Daniel Penny accused in NYC subway chokehold death surrenders.

By Steve Almasy, John Miller and Kara Scannell

Daniel Penny, a US Marine veteran who held homeless street artist Jordan Neely in a fatal chokehold on a New York subway train earlier this month, has surrendered to police to face a second-degree manslaughter charge.

Penny left the police precinct in handcuffs and is expected to be arraigned later Friday.

“We believe that the conviction should be for murder because that was intentional,” said Neely family attorney Lennon Edwards on Friday morning.

“At some point, when people are screaming, ‘Let him go, you’re going to kill him’… He could’ve chosen to let him go, but he didn’t. And what did he think would happen if he didn’t? He had to know he would die. He had to,” said another Neely family attorney, Donte Mills, as Neely’s father and aunt stood by.

Penny has “his head held up high” and is dealing with the situation “with the sort of integrity and honor that is characteristic of who he is” and “of his honorable service,” said his attorney Thomas Kenniff.

On Thursday, a spokesperson for the Manhattan District Attorney’s Office said, “We cannot provide any additional information until he has been arraigned in Manhattan Criminal Court, which we expect to take place (Friday).”

Penny’s attorneys said they are confident he will be “fully absolved of any wrongdoing.”

“He risked his own life and safety, for the good of his fellow passengers. The unfortunate result was the unintended and unforeseen death of Mr. Neely,” Penny’s attorneys said in a statement Thursday.

Penny restrained Neely, 30, on a Manhattan subway after Neely began shouting he was hungry, thirsty and had little to live for. Neely was pronounced dead at a hospital.

Former U.S. Marine Daniel Penny arrives at a New York City Police precinct to surrender for the death of Jordan Neely, a man whose death has been ruled a homicide by the city’s medical examiner after being placed in a chokehold on a subway train, in New York City on Friday. (REUTERS/Brendan McDermid)

(CNN) His death was ruled a homicide, though the designation doesn’t mean there was intent or culpability, a spokesperson for the New York City Office of the Chief Medical Examiner said earlier this week, noting at the time it was a matter for the criminal justice system to determine.

Neely had been “acting erratically” before the incident but had not attacked anyone on the train before being put in the chokehold, a witness who recorded the encounter told CNN earlier this month.

Neely’s death has ignited protests while refocusing attention on struggles with homelessness and mental illness across America.

The charging decision came Thursday afternoon after the DA’s office spent the weekend and much of this week going over the accounts of witnesses who were on the train, as well as video of the incident, according to the sources familiar with the case.

Neely’s family has criticized Penny’s “indifference.” “He knew nothing about Jordan’s history when he intentionally wrapped his arms around Jordan’s neck, and squeezed and kept squeezing,” the family’s attorneys have said.

Neely, who became known for his Michael Jackson impersonations, had experienced mental health issues since 2007, when he was 14 and his mother was murdered, Mills said.
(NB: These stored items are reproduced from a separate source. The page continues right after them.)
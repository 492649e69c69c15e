#![allow(deprecated)]

/// End-to-end tests for the `qabot` binary
///
/// These cover startup validation and history listing, neither of which
/// reaches the network.
use assert_cmd::Command;
use predicates::prelude::*;
use std::fs;
mod common;

const CREDENTIAL_VARS: [&str; 3] = ["GEMINI_API_KEY", "GOOGLE_API_KEY", "OPENAI_API_KEY"];

/// Command with no credentials in its environment, run inside `dir`
fn qabot_without_credentials(dir: &std::path::Path) -> Command {
    let mut cmd = Command::cargo_bin("qabot").unwrap();
    cmd.current_dir(dir);
    for var in CREDENTIAL_VARS {
        cmd.env_remove(var);
    }
    cmd.env_remove("QABOT_PROVIDER")
        .env_remove("QABOT_HISTORY_FILE")
        .env_remove("RUST_LOG");
    cmd
}

/// Missing API key fails at startup with setup help
#[test]
fn test_missing_credential_fails_with_help() {
    let tmp = tempfile::tempdir().unwrap();

    let mut cmd = qabot_without_credentials(tmp.path());
    cmd.arg("ask").arg("What is 2+2?");

    cmd.assert()
        .failure()
        .stderr(predicate::str::contains("Missing credentials").count(1))
        .stderr(predicate::str::contains("GEMINI_API_KEY"));

    assert!(!tmp.path().join("chat_history.json").exists());
}

#[test]
fn test_missing_openai_credential_names_openai_var() {
    let tmp = tempfile::tempdir().unwrap();

    let mut cmd = qabot_without_credentials(tmp.path());
    cmd.args(["--provider", "openai", "ask", "hello"]);

    cmd.assert()
        .failure()
        .stderr(predicate::str::contains("OPENAI_API_KEY"));
}

#[test]
fn test_invalid_provider_in_config() {
    let (temp_dir, config_path) = common::temp_config_file("provider:\n  type: llama\n");

    let mut cmd = qabot_without_credentials(temp_dir.path());
    cmd.arg("--config").arg(config_path).arg("history").arg("list");

    cmd.assert()
        .code(1)
        .stderr(predicate::str::contains("Invalid provider type").count(1));
}

#[test]
fn test_invalid_temperature_in_config() {
    let (temp_dir, config_path) =
        common::temp_config_file("generation:\n  temperature: 3.5\n");

    let mut cmd = qabot_without_credentials(temp_dir.path());
    cmd.arg("--config").arg(config_path).arg("history").arg("list");

    cmd.assert()
        .failure()
        .stderr(predicate::str::contains("temperature"));
}

/// History listing works without any credential
#[test]
fn test_history_list_empty() {
    let tmp = tempfile::tempdir().unwrap();

    let mut cmd = qabot_without_credentials(tmp.path());
    cmd.args(["history", "list"]);

    cmd.assert()
        .success()
        .stdout(predicate::str::contains("No conversation history yet."));
}

#[test]
fn test_history_list_json_with_limit() {
    let tmp = tempfile::tempdir().unwrap();
    let log = tmp.path().join("log.json");
    fs::write(
        &log,
        r#"[
  {"timestamp": "2025-10-01T10:00:00+00:00", "mode": "FAQ", "input": "q1", "output": "a1"},
  {"timestamp": "2025-10-01T10:01:00+00:00", "mode": "SUMMARY", "input": "t2", "output": "s2"},
  {"timestamp": "2025-10-01T10:02:00+00:00", "mode": "FAQ", "input": "q3", "output": "a3"}
]"#,
    )
    .unwrap();

    let mut cmd = qabot_without_credentials(tmp.path());
    cmd.arg("--history-file")
        .arg(&log)
        .args(["history", "list", "--json", "--limit", "2"]);

    let output = cmd.assert().success().get_output().stdout.clone();
    let records: serde_json::Value =
        serde_json::from_slice(&output).expect("stdout should be JSON");
    let records = records.as_array().expect("JSON array");

    assert_eq!(records.len(), 2);
    assert_eq!(records[0]["input"], "t2");
    assert_eq!(records[0]["mode"], "SUMMARY");
    assert_eq!(records[1]["input"], "q3");
}

#[test]
fn test_history_list_table_shows_entries() {
    let tmp = tempfile::tempdir().unwrap();
    let log = tmp.path().join("log.json");
    fs::write(
        &log,
        r#"[{"timestamp": "2025-10-01T10:00:00+00:00", "mode": "FAQ", "input": "What is 2+2?", "output": "4"}]"#,
    )
    .unwrap();

    let mut cmd = qabot_without_credentials(tmp.path());
    cmd.env("QABOT_HISTORY_FILE", &log).args(["history", "list"]);

    cmd.assert()
        .success()
        .stdout(predicate::str::contains("What is 2+2?"));
}

#[test]
fn test_history_list_corrupt_file_warns() {
    let tmp = tempfile::tempdir().unwrap();
    let log = tmp.path().join("log.json");
    fs::write(&log, "not json at all").unwrap();

    let mut cmd = qabot_without_credentials(tmp.path());
    cmd.arg("--history-file")
        .arg(&log)
        .args(["history", "list"]);

    cmd.assert()
        .success()
        .stderr(predicate::str::contains("malformed JSON"));

    assert_eq!(fs::read_to_string(&log).unwrap(), "not json at all");
}

#[test]
fn test_summarize_rejects_file_and_text_together() {
    let tmp = tempfile::tempdir().unwrap();

    let mut cmd = qabot_without_credentials(tmp.path());
    cmd.args(["summarize", "--file", "a.txt", "inline text"]);

    cmd.assert().failure();
}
He had been traumatized after his mother’s brutal killing was followed by the discovery of her body in a suitcase, his friend Moses Harper told CNN.

“I want you to know that his family supported him,” Mills said. “But he had demons. He went through tragedy at a very young age.”
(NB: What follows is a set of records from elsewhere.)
use async_trait::async_trait;
use std::fs;
use std::path::PathBuf;
use std::sync::atomic::{AtomicUsize, Ordering};
use std::sync::Arc;
use tempfile::TempDir;

use qabot::dispatcher::Dispatcher;
use qabot::error::QabotError;
use qabot::providers::{GenerationParams, Provider};
use qabot::session::Session;
use qabot::storage::HistoryStore;

/// Provider that always answers with the same text and counts its calls
#[allow(dead_code)]
pub struct StaticProvider {
    pub reply: String,
    pub calls: Arc<AtomicUsize>,
}

#[allow(dead_code)]
impl StaticProvider {
    pub fn new(reply: &str) -> (Self, Arc<AtomicUsize>) {
        let calls = Arc::new(AtomicUsize::new(0));
        (
            Self {
                reply: reply.to_string(),
                calls: Arc::clone(&calls),
            },
            calls,
        )
    }
}

#[async_trait]
impl Provider for StaticProvider {
    async fn generate(
        &self,
        _instruction: &str,
        _content: &str,
        _params: &GenerationParams,
    ) -> qabot::Result<String> {
        self.calls.fetch_add(1, Ordering::SeqCst);
        Ok(self.reply.clone())
    }

    fn name(&self) -> &str {
        "static"
    }

    fn model(&self) -> &str {
        "static-model"
    }
}

/// Provider whose every call fails with an API error
#[allow(dead_code)]
pub struct FailingProvider;

#[async_trait]
impl Provider for FailingProvider {
    async fn generate(
        &self,
        _instruction: &str,
        _content: &str,
        _params: &GenerationParams,
    ) -> qabot::Result<String> {
        Err(QabotError::Api("service unavailable".to_string()).into())
    }

    fn name(&self) -> &str {
        "failing"
    }

    fn model(&self) -> &str {
        "failing-model"
    }
}

/// Session over `provider` with its log in a fresh temp directory
#[allow(dead_code)]
pub fn create_temp_session(provider: Box<dyn Provider>) -> (Session, TempDir) {
    let tmp = TempDir::new().expect("failed to create tempdir");
    let store = HistoryStore::new_with_path(tmp.path().join("chat_history.json"))
        .expect("failed to create history store");
    let dispatcher = Dispatcher::new(provider, GenerationParams::default());
    (Session::new(dispatcher, store), tmp)
}

#[allow(dead_code)]
pub fn temp_config_file(contents: &str) -> (TempDir, PathBuf) {
    let temp_dir = TempDir::new().expect("failed to create tempdir");
    let config_path = temp_dir.path().join("config.yaml");
    fs::write(&config_path, contents).expect("failed to write config file");
    (temp_dir, config_path)
}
Before his death, Neely had been on a NYC Department of Homeless Services list of the city’s homeless with acute needs – sometimes referred to internally as the “Top 50” list – because individuals on the list tend to disappear, a source told CNN.

The list is generally not made public but is compiled in hopes that outreach organizations will be on the lookout for those individuals and alert the city’s homeless services department to intervene, the source said. The agency places additional focus on trying to find those on the list and give them the help they need, the source explained.

Penny is a veteran who served in the US Marines, according to law enforcement and military records. He was a sergeant and served from 2017 to 2021, and his last duty assignment was at Camp Lejeune in North Carolina, military records show.

Penny’s attorneys said in a statement last week that Neely had been “aggressively threatening” passengers and Penny and others had “acted to protect themselves.”